Genome book
A genome is a data book or registry which records the past and future of living organisms.
Genome Sequencing provides the most comprehensive collection of an individual's genetic variation. We all have the same 30,000 genes in every DNA strand but we all have some spelling mistakes in some of the genes compared to one another. DNA resembles a long, twisty ladder formed by two strands of genetic material that connect to create what’s called a “double helix.” Each rung of the ladder joins together a pair of molecules called nucleotides: adenine (A), thymine (T), cytosine (C) and guanine (G). A always teams up with T, and C always pairs with G. Slight variations in the order of these pairs are what make a person unique.
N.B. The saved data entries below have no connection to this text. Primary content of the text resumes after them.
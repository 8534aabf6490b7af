//! Command line dispatch.

use std::sync::Arc;

use thiserror::Error;

use crate::command::{CommandError, Invocation, RegisteredCommand};
use crate::input::ParsedInput;
use crate::registry::CommandRegistry;
use crate::session::Session;

/// Errors returned by [`Dispatcher::dispatch`].
#[derive(Debug, Error)]
pub enum DispatchError {
    /// No registered path is a prefix of the input.
    #[error("no command match")]
    NoMatch,

    /// The matched command failed.
    #[error(transparent)]
    Command(#[from] CommandError),
}

/// Resolves input lines to registered commands and runs them.
#[derive(Debug, Clone)]
pub struct Dispatcher {
    registry: Arc<CommandRegistry>,
}

impl Dispatcher {
    /// Create a dispatcher over a registry.
    pub fn new(registry: Arc<CommandRegistry>) -> Self {
        Self { registry }
    }

    /// The registry commands are resolved from.
    pub fn registry(&self) -> &Arc<CommandRegistry> {
        &self.registry
    }

    /// Run the command matching `line`.
    ///
    /// The registry lock is held until the handler returns, so the handler
    /// must not register commands or dispatch again; doing so deadlocks.
    ///
    /// The first command in path order whose path is a prefix of the line is
    /// selected. That is not necessarily the longest match: with `status` and
    /// `status detail` registered, `status detail` resolves to `status`.
    pub fn dispatch(&self, line: &str, session: &mut Session) -> Result<String, DispatchError> {
        let state = self.registry.lock();
        let mut input = ParsedInput::parse(line);
        session.record(&input.path);

        let Some(command) = resolve(state.ordered(), &input.path) else {
            tracing::debug!("No command matches input '{}'", input.path);
            return Err(DispatchError::NoMatch);
        };

        input.strip_command(command.path());
        tracing::trace!(
            command = command.path(),
            remainder = %input.path,
            "Dispatching command"
        );

        let mut invocation = Invocation::new(input, session, state.ordered());
        command
            .handler()
            .invoke(&mut invocation)
            .map_err(DispatchError::from)
    }
}

/// First command in `commands` whose path is a prefix of `candidate`.
pub fn resolve<'a>(
    commands: &'a [RegisteredCommand],
    candidate: &str,
) -> Option<&'a RegisteredCommand> {
    commands
        .iter()
        .find(|command| candidate.starts_with(command.path()))
}

#[cfg(test)]
mod tests {
    use super::*;
    use crate::command::{CommandSpec, FnCommand};

    fn echo(path: &str) -> FnCommand {
        let name = path.to_string();
        FnCommand::new(CommandSpec::new(path, ""), move |inv| {
            Ok(format!("{name}|{}", inv.remainder()))
        })
    }

    fn dispatcher(paths: &[&str]) -> Dispatcher {
        let registry = CommandRegistry::new();
        for path in paths {
            registry.register(echo(path));
        }
        Dispatcher::new(Arc::new(registry))
    }

    #[test]
    fn test_exact_match_has_empty_remainder() {
        let d = dispatcher(&["status"]);
        let mut session = Session::new();
        assert_eq!(d.dispatch("status", &mut session).unwrap(), "status|");
    }

    #[test]
    fn test_surrounding_whitespace_ignored() {
        let d = dispatcher(&["status"]);
        let mut session = Session::new();
        assert_eq!(d.dispatch("  status  ", &mut session).unwrap(), "status|");
    }

    #[test]
    fn test_first_sorted_prefix_wins() {
        let d = dispatcher(&["status detail", "status", "help"]);
        let mut session = Session::new();
        assert_eq!(
            d.dispatch("status detail extra", &mut session).unwrap(),
            "status|detail extra"
        );
    }

    #[test]
    fn test_prefix_is_plain_string_prefix() {
        let d = dispatcher(&["stat"]);
        let mut session = Session::new();
        assert_eq!(d.dispatch("status", &mut session).unwrap(), "stat|us");
    }

    #[test]
    fn test_no_match() {
        let d = dispatcher(&["help"]);
        let mut session = Session::new();
        let err = d.dispatch("nonexistent", &mut session).unwrap_err();
        assert!(matches!(err, DispatchError::NoMatch));
        assert_eq!(err.to_string(), "no command match");
    }

    #[test]
    fn test_handler_error_passes_through() {
        let registry = CommandRegistry::new();
        registry.register(FnCommand::new(CommandSpec::new("fail", ""), |_| {
            Err(CommandError::Failed("backend unavailable".to_string()))
        }));
        let d = Dispatcher::new(Arc::new(registry));
        let mut session = Session::new();

        let err = d.dispatch("fail", &mut session).unwrap_err();
        assert!(matches!(err, DispatchError::Command(CommandError::Failed(_))));
        assert_eq!(err.to_string(), "backend unavailable");
    }

    #[test]
    fn test_var_args_attached() {
        let registry = CommandRegistry::new();
        registry.register(FnCommand::new(CommandSpec::new("get", ""), |inv| {
            Ok(inv.args().get("key").unwrap_or("none").to_string())
        }));
        let d = Dispatcher::new(Arc::new(registry));
        let mut session = Session::new();

        assert_eq!(d.dispatch("get --key users", &mut session).unwrap(), "users");
        assert_eq!(d.dispatch("get", &mut session).unwrap(), "none");
    }

    #[test]
    fn test_dispatch_records_history() {
        let d = dispatcher(&["status"]);
        let mut session = Session::new();
        d.dispatch(" status ", &mut session).unwrap();
        let _ = d.dispatch("unknown", &mut session);
        assert_eq!(
            session.history().collect::<Vec<_>>(),
            vec!["status", "unknown"]
        );
    }

    #[test]
    fn test_handler_sees_registered_commands() {
        let registry = CommandRegistry::new();
        registry.register(echo("b"));
        registry.register(FnCommand::new(CommandSpec::new("list", ""), |inv| {
            Ok(inv
                .commands()
                .iter()
                .map(|c| c.path())
                .collect::<Vec<_>>()
                .join(","))
        }));
        let d = Dispatcher::new(Arc::new(registry));
        let mut session = Session::new();

        assert_eq!(d.dispatch("list", &mut session).unwrap(), "b,list");
    }

    #[test]
    fn test_registration_waits_for_running_handler() {
        use std::sync::{Mutex, mpsc};
        use std::thread;
        use std::time::Duration;

        let (started_tx, started_rx) = mpsc::channel::<()>();
        let (release_tx, release_rx) = mpsc::channel::<()>();
        let release_rx = Mutex::new(release_rx);

        let registry = Arc::new(CommandRegistry::new());
        registry.register(FnCommand::new(CommandSpec::new("block", ""), move |_| {
            started_tx.send(()).unwrap();
            release_rx.lock().unwrap().recv().unwrap();
            Ok("released".to_string())
        }));
        let d = Dispatcher::new(Arc::clone(&registry));

        let dispatching = thread::spawn(move || {
            let mut session = Session::new();
            d.dispatch("block", &mut session).unwrap()
        });
        started_rx.recv().unwrap();

        let (done_tx, done_rx) = mpsc::channel::<bool>();
        let registering = {
            let registry = Arc::clone(&registry);
            thread::spawn(move || {
                let added = registry.register(echo("x"));
                done_tx.send(added).unwrap();
            })
        };

        assert!(
            done_rx.recv_timeout(Duration::from_millis(200)).is_err(),
            "register finished while a handler was running"
        );

        release_tx.send(()).unwrap();
        assert!(done_rx.recv_timeout(Duration::from_secs(5)).unwrap());
        assert_eq!(dispatching.join().unwrap(), "released");
        registering.join().unwrap();
        assert!(registry.contains("x"));
    }

    #[test]
    fn test_resolve_empty_registry() {
        assert!(resolve(&[], "anything").is_none());
    }
}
Some variations cause disease, and some don’t.
Genome sequencing is figuring out the order of DNA nucleotides, or bases, in a genome—the order of As, Cs, Gs, and Ts that make up an organism's DNA. The human genome is made up of over 3 billion of these genetic letters. If we put it in another way, a genome sequence is simply a very long string of letters in a puzzling language. When you read a sentence, the meaning is not just in the sequence of the letters. It is also in the words those letters make and in the grammar of the language. Similarly, the human genome is more than just its sequence. Imagine the genome as a book written without capitalization or punctuation, without breaks between words, sentences, or paragraphs, and with strings of nonsense letters scattered between and even within sentences. A passage from such a book in Science might look like this:
qwhjkliuThejikuytrgnbgfdsajdflowershsfjhfiffjfjf
nnnjuyfjsdfsfhsfareffjhsaarejfsffiytastvbeautijksf
fulmsequenfsfsffced
Actually the hidden words in the above sentences are;
qwhjkliuThejikuytrgnbgfdsajdflowershsfjhfiffjfjf
nnnjuyfjsdfsfhsfareffjhsaarejfsffiytastvbeautifjksffulmsequenfsfsffced
Even in a familiar language it is difficult to pick out the meaning of the passage: The flowers are beautiful. And the genome is "written" in a far less familiar language, multiplying the difficulties involved in reading it.